Nous avons testé le logiciel d’analyse des émotions FaceReader dans le cadre d’un test d’utilisabilité typique: exécution de tâches sur un logiciel, guidage par un modérateur et conversation avec celui-ci. Nous avons pu constater que dans le contexte de tests utilisateurs typiques, le logiciel éprouve de la difficulté à discerner avec précision les émotions des participants. Par ailleurs, certaines émotions importantes pour l’évaluation de l’utilisabilité, telles que la confusion, ne sont pas considérées.
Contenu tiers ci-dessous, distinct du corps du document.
//! Pathway command handler
//!
//! Drives the pathway wizard from command-line selections: pick the track,
//! toggle each stage's courses, and advance whenever a stage is exactly
//! filled.

use super::report;
use std::path::PathBuf;
use tuition_pathways::config::Config;
use tuition_pathways::core::catalog::CourseCatalog;
use tuition_pathways::core::models::CertificateStage;
use tuition_pathways::core::pathway::selection::is_eligible;
use tuition_pathways::core::pathway::{PathRecorder, PathwayBuilder, ToggleOutcome, WizardStep};
use tuition_pathways::core::report::PathwayReport;
use tuition_pathways::{debug, verbose};

/// Arguments of the `pathway` command
#[derive(Debug, Clone, Default)]
pub struct PathwayArgs {
    /// Track id
    pub track: String,
    /// Stage 1 course ids
    pub stage1: Vec<String>,
    /// Stage 2 course ids
    pub stage2: Vec<String>,
    /// Stage 3 course ids
    pub stage3: Vec<String>,
    /// Report format
    pub report: Option<String>,
    /// Report path
    pub output: Option<PathBuf>,
}

/// Build the path and print where the wizard ended up
pub fn run(catalog: &CourseCatalog, args: &PathwayArgs, config: &Config) -> Result<(), String> {
    let recorder = PathRecorder::new();
    let mut builder = PathwayBuilder::new(catalog, recorder.clone());

    if !builder.select_track(&args.track) {
        return Err(format!(
            "✗ Unknown track '{}'. Run `pathways catalog` to list tracks.",
            args.track
        ));
    }
    builder.continue_to_next_step();
    if let (Some(track), Some(pillar)) = (builder.track(), builder.pillar()) {
        println!("\n=== {} ({}) ===", track.name, pillar.name);
    }

    let stages = [
        (CertificateStage::ProfessionalGraduate, &args.stage1),
        (CertificateStage::Graduate, &args.stage2),
        (CertificateStage::Masters, &args.stage3),
    ];
    for (stage, ids) in stages {
        if !ids.is_empty() {
            println!("\n{stage}:");
        }
        for id in ids {
            toggle(&mut builder, catalog, stage, id);
        }
        if builder.step().stage() == Some(stage) && builder.continue_to_next_step() {
            verbose!("→ {}", builder.step());
        }
    }

    print_progress(&builder);

    if builder.step() == WizardStep::PathPreview {
        println!("\n✓ Learning path complete: {:.1} credits", builder.total_credits());
    } else {
        print_next_options(&builder);
    }
    debug!("Mirrored path: {:?}", recorder.current_path());

    if let Some(format) = &args.report {
        let view = PathwayReport::from_builder(&builder);
        let path = report::write(&view, format, args.output.as_deref(), &args.track, config)?;
        println!("✓ Report generated: {}", path.display());
    }
    Ok(())
}

fn toggle(builder: &mut PathwayBuilder<'_>, catalog: &CourseCatalog, stage: CertificateStage, id: &str) {
    let pillar = builder.pillar().map(|p| p.id.as_str());
    if let Some(course) = catalog.course(id) {
        if !is_eligible(course, stage, pillar) {
            println!("  ⚠ {id} is not normally offered for this stage");
        }
    }
    match builder.toggle_course_for_stage(stage, id) {
        ToggleOutcome::Added => println!("  + {id}"),
        ToggleOutcome::Removed => println!("  - {id}"),
        ToggleOutcome::Rejected => println!("  ✗ {id} not added (unknown, already selected, or over the stage limit)"),
    }
}

fn print_progress(builder: &PathwayBuilder<'_>) {
    println!("\n=== Progress ===");
    for progress in builder.stage_progress() {
        let marker = if progress.complete {
            "✓"
        } else if progress.unlocked {
            " "
        } else {
            "🔒"
        };
        println!(
            "{marker} {:<45} {}/{} courses  {:>4.1}/{:.1} credits  {:>3.0}%",
            progress.stage.to_string(),
            progress.selected_courses,
            progress.required_courses,
            progress.selected_credits,
            progress.required_credits,
            progress.percent
        );
    }
}

fn print_next_options(builder: &PathwayBuilder<'_>) {
    let Some(stage) = builder.step().stage() else {
        return;
    };
    println!("\nℹ Stopped at {}: the stage needs an exact fill to continue.", builder.step());
    let available = builder.available_courses(stage);
    if available.is_empty() {
        return;
    }
    println!("Available for {stage}:");
    for course in available {
        let cross = if course.is_cross_pillar() { " (cross-pillar)" } else { "" };
        println!("  {:<8} {:<44} {:.1} cr{cross}", course.id, course.title, course.credits);
    }
}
Nous recommandons d’utiliser FaceReader dans un contexte où les participants ne sont exposés à aucune distraction, de manière à minimiser la détection d’événements non pertinents aux tests. Un jeu vidéo ou toute autre expérience fortement immersive nous apparaissent comme des sujets d’étude idéaux. Par ailleurs, l’absence d’un modérateur pourrait également réduire la distraction résultant de son interaction avec le participant.
Il serait également intéressant d’étendre les capacités de FaceReader pour permettre une calibration manuelle par individu: pouvoir indiquer au logiciel d’ignorer certaines expressions ou de considérer certains mouvement faciaux comme des émotions supplémentaires.
Dans cette même perspective, il serait intéressant d’approfondir les recherches en analyse d’émotions dans le cadre de tests d’utilisabilité en tâchant de cibler des marqueurs d’expression faciale qui pourraient correspondre à d’autres états que les six émotions de base. On peut penser à des états de stress, de confusion, d’importante charge cognitive ou le sentiment d’engagement total (flow).